Dr. Lazarus says this kind of response is more affirming of a relationship. “If your loved one suggests an activity that you’re not keen to do, rather than merely saying ‘no,’ suggest an alternative that the two of you might both enjoy.”
So if your friend invites you to a movie you’re not interested in seeing, instead of declining the date and not spending time with each other, suggest another film that you both would enjoy.
3. Not a good time? Set up a time to bring up the issue again later
There have been plenty of times in my marriage where something I want to discuss with Joseph will come up in conversation right before we’re ready to turn off the lights and call it a night. Even though I’d love to have a heart-to-heart about the subject, I know bedtime is not a good time to have lengthy discussions. But instead of ignoring the conversation, I ask if we can “put a bookmark in it” and come back to the conversation later when we both have more time (and aren’t yawning).

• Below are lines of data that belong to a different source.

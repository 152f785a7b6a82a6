//! Investigation targets and the one-time address resolution that precedes fan-out.
//!
//! Variant A targets accept an IP literal, a hostname or a URL; the host part is
//! resolved exactly once and the outcome is stored, whatever it is. Variant B
//! targets are a keyword plus the set of sources requested for it.

use std::collections::BTreeSet;
use std::net::IpAddr;
use std::time::Duration;

use async_trait::async_trait;
use serde::Serialize;
use thiserror::Error;

use crate::ingest::types::{ItemLimits, SourceId, Variant};

const RESOLVE_TIMEOUT: Duration = Duration::from_secs(5);

/// Upper bound for any per-request item cap.
pub const MAX_ITEM_LIMIT: usize = 100;

#[derive(Debug, Error, PartialEq, Eq)]
pub enum TargetError {
    #[error("target is empty")]
    EmptyTarget,
    #[error("keyword is required")]
    EmptyKeyword,
    #[error("source '{0}' does not apply to topic investigations")]
    UnsupportedSource(SourceId),
    #[error("{0} must be between 1 and {max}", max = MAX_ITEM_LIMIT)]
    InvalidLimit(&'static str),
}

#[derive(Debug, Clone, Copy, PartialEq, Eq, Serialize)]
#[serde(rename_all = "snake_case")]
pub enum ResolutionStatus {
    /// The input already was an IP literal.
    Literal,
    Resolved,
    NotFound,
    Error,
}

#[derive(Debug, Clone, PartialEq, Eq, Serialize)]
pub struct Resolution {
    pub status: ResolutionStatus,
    pub address: Option<IpAddr>,
    #[serde(skip_serializing_if = "Option::is_none")]
    pub detail: Option<String>,
}

#[derive(Debug, Clone, PartialEq, Eq, Serialize)]
pub struct NetworkTarget {
    pub raw_input: String,
    pub host: String,
    pub resolution: Resolution,
}

impl NetworkTarget {
    pub fn resolved_address(&self) -> Option<IpAddr> {
        self.resolution.address
    }
}

#[derive(Debug, Clone, PartialEq, Eq, Serialize)]
pub struct TopicTarget {
    pub keyword: String,
    pub requested_sources: BTreeSet<SourceId>,
    pub limits: ItemLimits,
}

impl TopicTarget {
    /// Validate a keyword and source selection. An empty selection means
    /// every topic source.
    pub fn new(
        keyword: &str,
        requested: impl IntoIterator<Item = SourceId>,
    ) -> Result<Self, TargetError> {
        let keyword = keyword.trim();
        if keyword.is_empty() {
            return Err(TargetError::EmptyKeyword);
        }
        let mut requested_sources = BTreeSet::new();
        for id in requested {
            if id.variant() != Variant::Topic {
                return Err(TargetError::UnsupportedSource(id));
            }
            requested_sources.insert(id);
        }
        if requested_sources.is_empty() {
            requested_sources.extend(SourceId::of_variant(Variant::Topic));
        }
        Ok(Self {
            keyword: keyword.to_string(),
            requested_sources,
            limits: ItemLimits::default(),
        })
    }

    /// Attach per-request item caps; each must lie in `1..=MAX_ITEM_LIMIT`.
    pub fn with_limits(mut self, limits: ItemLimits) -> Result<Self, TargetError> {
        for (name, value) in [
            ("reddit_limit", limits.reddit),
            ("news_limit", limits.news),
            ("rss_limit", limits.rss_per_feed),
        ] {
            if value.is_some_and(|n| n == 0 || n > MAX_ITEM_LIMIT) {
                return Err(TargetError::InvalidLimit(name));
            }
        }
        self.limits = limits;
        Ok(self)
    }
}

/// Either investigation subject, as stored in the record.
#[derive(Debug, Clone, PartialEq, Eq, Serialize)]
#[serde(tag = "variant", rename_all = "snake_case")]
pub enum Target {
    Network(NetworkTarget),
    Topic(TopicTarget),
}

/// Host part of a raw network target, before resolution.
#[derive(Debug, Clone, PartialEq, Eq)]
pub struct ParsedHost {
    pub raw_input: String,
    pub host: String,
    pub literal: Option<IpAddr>,
}

/// Strip scheme, credentials, path and port; lower-case the host.
pub fn parse_host(raw: &str) -> Result<ParsedHost, TargetError> {
    let raw_input = raw.trim().to_string();
    let mut rest = raw_input.as_str();
    if let Some((_, after)) = rest.split_once("://") {
        rest = after;
    }
    rest = rest.split(['/', '?', '#']).next().unwrap_or_default();
    if let Some((_, after)) = rest.rsplit_once('@') {
        rest = after;
    }

    let host = if let Some(inner) = rest.strip_prefix('[') {
        // [v6]:port
        inner.split(']').next().unwrap_or_default()
    } else if rest.parse::<IpAddr>().is_ok() {
        rest
    } else {
        rest.rsplit_once(':')
            .filter(|(_, port)| port.chars().all(|c| c.is_ascii_digit()))
            .map(|(h, _)| h)
            .unwrap_or(rest)
    };
    let host = host.trim_end_matches('.').to_ascii_lowercase();
    if host.is_empty() {
        return Err(TargetError::EmptyTarget);
    }

    Ok(ParsedHost {
        literal: host.parse().ok(),
        raw_input,
        host,
    })
}

/// Why a hostname did not resolve.
#[derive(Debug, Clone, PartialEq, Eq)]
pub enum ResolveFailure {
    NotFound(String),
    Failed(String),
}

/// Name resolution seam; the system resolver in production, a table in tests.
#[async_trait]
pub trait Resolver: Send + Sync {
    async fn resolve(&self, host: &str) -> Result<Vec<IpAddr>, ResolveFailure>;
}

/// Resolves through the OS resolver (`getaddrinfo`) on tokio's blocking pool.
#[derive(Debug, Clone, Default)]
pub struct SystemResolver;

#[async_trait]
impl Resolver for SystemResolver {
    async fn resolve(&self, host: &str) -> Result<Vec<IpAddr>, ResolveFailure> {
        let lookup = tokio::net::lookup_host((host, 0));
        match tokio::time::timeout(RESOLVE_TIMEOUT, lookup).await {
            Err(_) => Err(ResolveFailure::Failed("resolution timed out".into())),
            Ok(Err(e)) => {
                let msg = e.to_string();
                let lower = msg.to_ascii_lowercase();
                if lower.contains("not known")
                    || lower.contains("no such host")
                    || lower.contains("nodename nor servname")
                    || lower.contains("no address associated")
                {
                    Err(ResolveFailure::NotFound(msg))
                } else {
                    Err(ResolveFailure::Failed(msg))
                }
            }
            Ok(Ok(addrs)) => Ok(addrs.map(|sa| sa.ip()).collect()),
        }
    }
}

/// Resolve once. IPv4 is preferred so address-bound sources agree on one answer.
pub async fn resolve(parsed: ParsedHost, resolver: &dyn Resolver) -> NetworkTarget {
    let resolution = match parsed.literal {
        Some(ip) => Resolution {
            status: ResolutionStatus::Literal,
            address: Some(ip),
            detail: None,
        },
        None => match resolver.resolve(&parsed.host).await {
            Ok(addrs) => match addrs.iter().find(|a| a.is_ipv4()).or(addrs.first()) {
                Some(ip) => Resolution {
                    status: ResolutionStatus::Resolved,
                    address: Some(*ip),
                    detail: None,
                },
                None => Resolution {
                    status: ResolutionStatus::NotFound,
                    address: None,
                    detail: Some(format!("could not resolve {}: no addresses", parsed.host)),
                },
            },
            Err(ResolveFailure::NotFound(why)) => Resolution {
                status: ResolutionStatus::NotFound,
                address: None,
                detail: Some(format!("could not resolve {}: {why}", parsed.host)),
            },
            Err(ResolveFailure::Failed(why)) => Resolution {
                status: ResolutionStatus::Error,
                address: None,
                detail: Some(format!("resolver error for {}: {why}", parsed.host)),
            },
        },
    };

    match resolution.status {
        ResolutionStatus::NotFound | ResolutionStatus::Error => {
            tracing::warn!(host = %parsed.host, detail = ?resolution.detail, "target did not resolve")
        }
        _ => tracing::debug!(host = %parsed.host, address = ?resolution.address, "target resolved"),
    }

    NetworkTarget {
        raw_input: parsed.raw_input,
        host: parsed.host,
        resolution,
    }
}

“If your loved one asks to talk with you, or that you do something when it might not be the best time for you, rather than simply saying ‘We can discuss it later,’ or ‘I’ll do it some other time,’ specify exactly when you’ll be available to talk or intend to do the requested task,” suggests Dr. Clifford.
The same goes for an unpleasant request from a loved one. If you’re in the middle of something and your spouse asks you to fold the laundry, saying ‘no’ probably isn’t going to go over well. But responding with “as soon as I’m done with this I’ll get right on it” tells them that you’re going to say ‘yes’ as soon as you’re available.
Saying “yes” and being intentional in our responses with our loved ones is a simple but great way to encourage intimacy and good communication. Let’s all make a commitment to be more responsible and intentional with our relationships.